Stored data:
----------
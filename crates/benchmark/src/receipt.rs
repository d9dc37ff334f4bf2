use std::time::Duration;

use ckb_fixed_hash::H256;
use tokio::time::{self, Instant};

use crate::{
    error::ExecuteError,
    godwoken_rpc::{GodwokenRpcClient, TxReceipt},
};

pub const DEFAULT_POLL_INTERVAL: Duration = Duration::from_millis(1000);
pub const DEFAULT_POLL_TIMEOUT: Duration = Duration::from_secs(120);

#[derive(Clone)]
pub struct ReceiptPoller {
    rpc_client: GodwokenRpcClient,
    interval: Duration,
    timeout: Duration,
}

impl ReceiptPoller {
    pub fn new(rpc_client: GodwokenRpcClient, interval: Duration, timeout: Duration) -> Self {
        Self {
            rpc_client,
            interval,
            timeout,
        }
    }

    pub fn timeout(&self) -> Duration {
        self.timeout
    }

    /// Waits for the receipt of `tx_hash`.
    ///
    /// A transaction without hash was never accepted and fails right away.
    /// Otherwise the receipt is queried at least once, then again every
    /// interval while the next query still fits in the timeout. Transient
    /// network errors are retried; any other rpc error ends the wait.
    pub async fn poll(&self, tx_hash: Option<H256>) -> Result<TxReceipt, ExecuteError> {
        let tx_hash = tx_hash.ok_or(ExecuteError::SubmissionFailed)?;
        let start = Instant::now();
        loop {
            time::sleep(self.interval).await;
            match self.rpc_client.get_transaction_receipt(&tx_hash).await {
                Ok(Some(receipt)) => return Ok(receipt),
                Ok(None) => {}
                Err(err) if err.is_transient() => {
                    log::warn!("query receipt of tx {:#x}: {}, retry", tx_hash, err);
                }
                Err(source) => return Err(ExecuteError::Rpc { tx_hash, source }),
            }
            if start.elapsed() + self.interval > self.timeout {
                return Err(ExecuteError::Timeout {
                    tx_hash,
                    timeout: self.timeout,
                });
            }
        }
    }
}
----------
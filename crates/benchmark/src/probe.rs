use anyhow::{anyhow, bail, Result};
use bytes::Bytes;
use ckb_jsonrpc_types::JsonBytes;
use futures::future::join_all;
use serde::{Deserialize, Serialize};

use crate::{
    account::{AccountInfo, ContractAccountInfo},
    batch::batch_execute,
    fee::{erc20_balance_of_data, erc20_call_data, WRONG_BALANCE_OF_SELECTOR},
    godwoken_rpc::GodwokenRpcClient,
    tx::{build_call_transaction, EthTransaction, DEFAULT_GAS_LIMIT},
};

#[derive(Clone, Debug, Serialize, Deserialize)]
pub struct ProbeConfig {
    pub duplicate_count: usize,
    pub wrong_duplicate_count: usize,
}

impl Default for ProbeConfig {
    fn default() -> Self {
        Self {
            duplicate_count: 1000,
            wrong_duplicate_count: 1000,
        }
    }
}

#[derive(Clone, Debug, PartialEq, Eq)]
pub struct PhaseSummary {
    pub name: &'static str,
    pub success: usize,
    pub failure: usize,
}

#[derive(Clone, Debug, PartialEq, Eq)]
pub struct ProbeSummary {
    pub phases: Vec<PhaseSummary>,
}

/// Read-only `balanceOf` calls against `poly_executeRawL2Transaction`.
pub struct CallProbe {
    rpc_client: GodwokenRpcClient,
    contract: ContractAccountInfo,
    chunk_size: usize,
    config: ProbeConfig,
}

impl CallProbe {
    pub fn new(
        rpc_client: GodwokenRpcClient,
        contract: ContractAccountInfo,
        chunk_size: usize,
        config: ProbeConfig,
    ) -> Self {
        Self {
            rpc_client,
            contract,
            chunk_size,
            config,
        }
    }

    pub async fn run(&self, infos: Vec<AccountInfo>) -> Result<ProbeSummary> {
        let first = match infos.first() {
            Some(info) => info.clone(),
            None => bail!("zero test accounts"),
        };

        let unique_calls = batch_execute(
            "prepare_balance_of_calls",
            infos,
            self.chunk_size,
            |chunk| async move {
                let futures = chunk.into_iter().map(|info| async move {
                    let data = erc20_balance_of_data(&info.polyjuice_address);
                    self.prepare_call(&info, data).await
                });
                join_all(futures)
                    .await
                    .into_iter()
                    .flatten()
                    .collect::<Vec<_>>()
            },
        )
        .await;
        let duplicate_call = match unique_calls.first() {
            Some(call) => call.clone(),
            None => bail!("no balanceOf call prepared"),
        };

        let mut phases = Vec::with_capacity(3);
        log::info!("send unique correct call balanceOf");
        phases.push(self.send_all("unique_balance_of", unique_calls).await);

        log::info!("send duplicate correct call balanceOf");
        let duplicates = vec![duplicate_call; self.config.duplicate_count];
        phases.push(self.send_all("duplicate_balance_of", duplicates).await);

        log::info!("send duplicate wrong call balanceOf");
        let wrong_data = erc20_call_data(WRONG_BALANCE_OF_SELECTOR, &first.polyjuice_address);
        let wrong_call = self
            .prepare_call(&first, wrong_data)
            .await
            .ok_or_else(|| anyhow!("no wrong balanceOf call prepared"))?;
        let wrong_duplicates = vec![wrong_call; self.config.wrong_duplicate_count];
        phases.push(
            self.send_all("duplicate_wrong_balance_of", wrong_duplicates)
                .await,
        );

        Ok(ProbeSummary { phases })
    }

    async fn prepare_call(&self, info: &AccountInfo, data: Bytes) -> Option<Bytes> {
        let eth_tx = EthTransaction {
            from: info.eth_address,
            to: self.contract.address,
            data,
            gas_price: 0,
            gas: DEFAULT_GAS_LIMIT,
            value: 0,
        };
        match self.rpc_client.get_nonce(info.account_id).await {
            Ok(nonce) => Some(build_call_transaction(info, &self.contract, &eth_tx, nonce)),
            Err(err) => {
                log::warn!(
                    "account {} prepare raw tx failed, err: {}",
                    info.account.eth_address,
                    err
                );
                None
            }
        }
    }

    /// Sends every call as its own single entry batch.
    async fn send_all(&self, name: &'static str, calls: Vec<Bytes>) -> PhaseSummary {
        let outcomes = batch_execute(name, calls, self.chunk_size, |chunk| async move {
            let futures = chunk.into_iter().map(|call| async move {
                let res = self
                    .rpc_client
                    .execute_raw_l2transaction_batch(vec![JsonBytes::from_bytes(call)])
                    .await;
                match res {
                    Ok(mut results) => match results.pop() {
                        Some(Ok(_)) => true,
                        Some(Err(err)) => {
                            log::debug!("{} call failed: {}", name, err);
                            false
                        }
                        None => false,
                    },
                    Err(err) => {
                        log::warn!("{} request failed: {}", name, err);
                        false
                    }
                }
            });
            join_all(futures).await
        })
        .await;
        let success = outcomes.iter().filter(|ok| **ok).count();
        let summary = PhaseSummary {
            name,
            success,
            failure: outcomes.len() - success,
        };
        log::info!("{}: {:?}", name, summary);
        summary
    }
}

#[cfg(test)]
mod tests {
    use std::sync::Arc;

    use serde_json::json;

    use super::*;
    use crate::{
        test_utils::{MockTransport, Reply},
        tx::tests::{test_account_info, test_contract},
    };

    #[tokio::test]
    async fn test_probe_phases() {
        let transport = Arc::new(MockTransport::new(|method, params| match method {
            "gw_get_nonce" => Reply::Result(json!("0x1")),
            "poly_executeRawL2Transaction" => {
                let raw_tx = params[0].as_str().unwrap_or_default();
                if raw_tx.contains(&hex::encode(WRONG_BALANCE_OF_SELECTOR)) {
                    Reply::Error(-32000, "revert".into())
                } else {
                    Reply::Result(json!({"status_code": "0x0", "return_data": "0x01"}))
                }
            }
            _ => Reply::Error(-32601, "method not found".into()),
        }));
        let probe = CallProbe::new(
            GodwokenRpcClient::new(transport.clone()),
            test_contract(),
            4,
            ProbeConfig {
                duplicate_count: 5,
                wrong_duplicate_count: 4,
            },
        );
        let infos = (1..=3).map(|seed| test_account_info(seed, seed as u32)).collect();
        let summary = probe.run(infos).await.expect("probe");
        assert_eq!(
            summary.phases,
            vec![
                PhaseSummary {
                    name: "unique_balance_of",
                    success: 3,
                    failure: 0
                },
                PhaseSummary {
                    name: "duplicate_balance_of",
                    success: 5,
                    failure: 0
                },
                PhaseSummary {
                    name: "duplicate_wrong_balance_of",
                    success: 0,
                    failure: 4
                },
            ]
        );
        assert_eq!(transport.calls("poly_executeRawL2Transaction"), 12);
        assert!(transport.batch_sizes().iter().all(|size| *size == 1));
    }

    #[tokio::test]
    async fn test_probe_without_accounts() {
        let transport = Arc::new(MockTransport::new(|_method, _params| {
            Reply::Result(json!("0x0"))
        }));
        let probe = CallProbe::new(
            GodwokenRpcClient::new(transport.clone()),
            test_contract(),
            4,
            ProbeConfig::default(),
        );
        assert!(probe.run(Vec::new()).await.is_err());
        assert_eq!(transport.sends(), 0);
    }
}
----------
» Work request: Gather each line from the entries above that includes the word "ProbeConfig".

» Answer box:
pub struct ProbeConfig {
impl Default for ProbeConfig {
    config: ProbeConfig,
        config: ProbeConfig,
            ProbeConfig {
            ProbeConfig::default(),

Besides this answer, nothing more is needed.